> [Work instruction]: Your answer should consist of each line below that includes the word "InvalidIndex".

Excerpts from a dataset:
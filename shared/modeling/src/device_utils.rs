use std::{fmt, str::FromStr};

use itertools::Itertools;
use tch::{utils::has_mps, Device};
use thiserror::Error;

/// Picks MPS on macOS, then the first CUDA device, then the CPU.
pub fn get_optimal_device() -> Device {
    if cfg!(target_os = "macos") && has_mps() {
        return Device::Mps;
    }
    Device::cuda_if_available()
}

/// Where a run trains. Training is single-device, so `cuda` means the first GPU.
#[derive(Clone, Copy, Debug, Default, PartialEq, Eq)]
pub enum TrainDevice {
    #[default]
    Auto,
    Cpu,
    Mps,
    Cuda(usize),
}

impl TrainDevice {
    pub fn device(self) -> Device {
        match self {
            TrainDevice::Auto => get_optimal_device(),
            TrainDevice::Cpu => Device::Cpu,
            TrainDevice::Mps => Device::Mps,
            TrainDevice::Cuda(index) => Device::Cuda(index),
        }
    }

    pub fn is_available(self) -> bool {
        match self {
            TrainDevice::Auto | TrainDevice::Cpu => true,
            TrainDevice::Mps => has_mps(),
            TrainDevice::Cuda(index) => {
                tch::Cuda::is_available() && index < tch::Cuda::device_count() as usize
            }
        }
    }
}

impl fmt::Display for TrainDevice {
    fn fmt(&self, f: &mut fmt::Formatter<'_>) -> fmt::Result {
        match self {
            TrainDevice::Auto => write!(f, "auto"),
            TrainDevice::Cpu => write!(f, "cpu"),
            TrainDevice::Mps => write!(f, "mps"),
            TrainDevice::Cuda(index) => write!(f, "cuda:{index}"),
        }
    }
}

fn available_devices() -> String {
    let cuda = (0..tch::Cuda::device_count()).map(|i| format!("cuda:{i}"));
    ["auto", "cpu"]
        .into_iter()
        .map(str::to_owned)
        .chain(has_mps().then(|| "mps".to_owned()))
        .chain(cuda)
        .join(", ")
}

#[derive(Error, Debug)]
pub enum DeviceParseError {
    #[error("device {0} is not available on this system. Available devices are: {1}")]
    NotAvailable(String, String),

    #[error("invalid CUDA index in '{0}'")]
    InvalidIndex(String),

    #[error("invalid device '{0}'. Available devices are: {1}")]
    Unknown(String, String),
}

impl FromStr for TrainDevice {
    type Err = DeviceParseError;

    fn from_str(s: &str) -> Result<Self, Self::Err> {
        let s = s.trim().to_lowercase();
        let parsed = match s.as_str() {
            "auto" => TrainDevice::Auto,
            "cpu" => TrainDevice::Cpu,
            "mps" => TrainDevice::Mps,
            "cuda" => TrainDevice::Cuda(0),
            other => {
                let Some(index) = other.strip_prefix("cuda:") else {
                    return Err(DeviceParseError::Unknown(s, available_devices()));
                };
                let index = index
                    .parse::<usize>()
                    .map_err(|_| DeviceParseError::InvalidIndex(s.clone()))?;
                TrainDevice::Cuda(index)
            }
        };
        if !parsed.is_available() {
            return Err(DeviceParseError::NotAvailable(s, available_devices()));
        }
        Ok(parsed)
    }
}

/// Blocks until queued kernels on the device have finished. A no-op off CUDA.
pub trait CudaSynchronize {
    fn cuda_synchronize(&self);
}

impl CudaSynchronize for Device {
    fn cuda_synchronize(&self) {
        if let Device::Cuda(idx) = self {
            tch::Cuda::synchronize(*idx as i64);
        }
    }
}

#[cfg(test)]
mod tests {
    use pretty_assertions::assert_eq;
    use tch::{Kind, Tensor};

    use super::*;

    #[test]
    fn parses_device_names() {
        assert_eq!("auto".parse::<TrainDevice>().unwrap(), TrainDevice::Auto);
        assert_eq!("CPU".parse::<TrainDevice>().unwrap(), TrainDevice::Cpu);
        assert_eq!(" cpu ".parse::<TrainDevice>().unwrap(), TrainDevice::Cpu);
        assert!(matches!(
            "banana".parse::<TrainDevice>(),
            Err(DeviceParseError::Unknown(..))
        ));
        assert!(matches!(
            "cuda:abc".parse::<TrainDevice>(),
            Err(DeviceParseError::InvalidIndex(_))
        ));
        assert!(matches!(
            "cuda:-1".parse::<TrainDevice>(),
            Err(DeviceParseError::InvalidIndex(_))
        ));

        let gpus = tch::Cuda::device_count() as usize;
        if tch::Cuda::is_available() && gpus > 0 {
            assert_eq!("cuda".parse::<TrainDevice>().unwrap(), TrainDevice::Cuda(0));
            assert_eq!(
                format!("cuda:{}", gpus - 1).parse::<TrainDevice>().unwrap(),
                TrainDevice::Cuda(gpus - 1)
            );
        }
        assert!(matches!(
            format!("cuda:{gpus}").parse::<TrainDevice>(),
            Err(DeviceParseError::NotAvailable(..))
        ));

        if !has_mps() {
            assert!(matches!(
                "mps".parse::<TrainDevice>(),
                Err(DeviceParseError::NotAvailable(..))
            ));
        }
    }

    #[test]
    fn display_round_trips_through_parse() {
        for device in [TrainDevice::Auto, TrainDevice::Cpu] {
            assert_eq!(device.to_string().parse::<TrainDevice>().unwrap(), device);
        }
        assert_eq!(TrainDevice::Cuda(3).to_string(), "cuda:3");
    }

    #[test]
    fn auto_resolves_to_a_usable_device() {
        let device = TrainDevice::Auto.device();
        let tensor = Tensor::ones([2, 3], (Kind::Float, device));
        device.cuda_synchronize();
        assert_eq!(tensor.sum(Kind::Float).double_value(&[]), 6.0);
        assert_eq!(TrainDevice::Cpu.device(), Device::Cpu);
    }
}
use pretty_assertions::assert_eq;
use rand::SeedableRng;
use rand_chacha::ChaCha8Rng;
use speedy_core::{
    discretize_depth, grow_sequence_length, MicrobatchConfig, MicrobatchController, ParamBucket,
    RunConfig,
};

/// Replays the sequence-length policy of a default run without any tensors.
#[test]
fn default_run_grows_to_max_within_token_budget() {
    let config = RunConfig::builder().build().unwrap();
    let max = config.max_sequence_length();
    let capacity = config.tokens_per_batch_capacity;

    let mut length = config.sequence.initial_length;
    let mut batch_size = config.initial_batch_size();
    let mut lengths = vec![length];
    for step in 0..config.optimizer.total_steps {
        assert!(batch_size * length <= capacity);
        if config.sequence.should_grow(step, length, max) {
            let growth = grow_sequence_length(length, batch_size, max, capacity);
            assert!(growth.length > length);
            length = growth.length;
            batch_size = growth.batch_size;
            lengths.push(length);
        }
    }

    assert_eq!(lengths, vec![32, 64, 128, 256, 512, 1024]);
    assert_eq!(batch_size, config.final_batch_size());
    assert!(config.final_batch_size() > 1);
}

#[test]
fn controller_depth_tracks_estimate_on_average() {
    let config = RunConfig::builder().build().unwrap();
    let mut controller = MicrobatchController::new(
        MicrobatchConfig {
            initial_estimate: 2.25,
            ..Default::default()
        },
        config.scaling_laws(),
        config.seed,
    );

    let draws = 20_000;
    let total: usize = (0..draws).map(|_| controller.sample_depth()).sum();
    let mean = total as f64 / draws as f64;
    assert!((mean - 2.25).abs() < 0.02, "mean depth {mean}");
}

#[test]
fn depth_never_drops_below_one() {
    let mut rng = ChaCha8Rng::seed_from_u64(9);
    for estimate in [0.0, 0.1, 0.5, 0.99, 1.0, 3.7] {
        for _ in 0..1000 {
            assert!(discretize_depth(estimate, &mut rng) >= 1);
        }
    }
}

#[test]
fn only_decay_bucket_carries_weight_decay() {
    let config = RunConfig::builder().scale(0.5).build().unwrap();
    let base_lr = config.scaling_laws().base_lr();
    let decaying: Vec<ParamBucket> = ParamBucket::ALL
        .into_iter()
        .filter(|&bucket| {
            config
                .optimizer
                .group_hyperparameters(bucket, base_lr)
                .weight_decay
                > 0.0
        })
        .collect();
    assert_eq!(decaying, vec![ParamBucket::Decay]);
}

> [Worked solution]:
    InvalidIndex(String),
                    .map_err(|_| DeviceParseError::InvalidIndex(s.clone()))?;
            Err(DeviceParseError::InvalidIndex(_))
            Err(DeviceParseError::InvalidIndex(_))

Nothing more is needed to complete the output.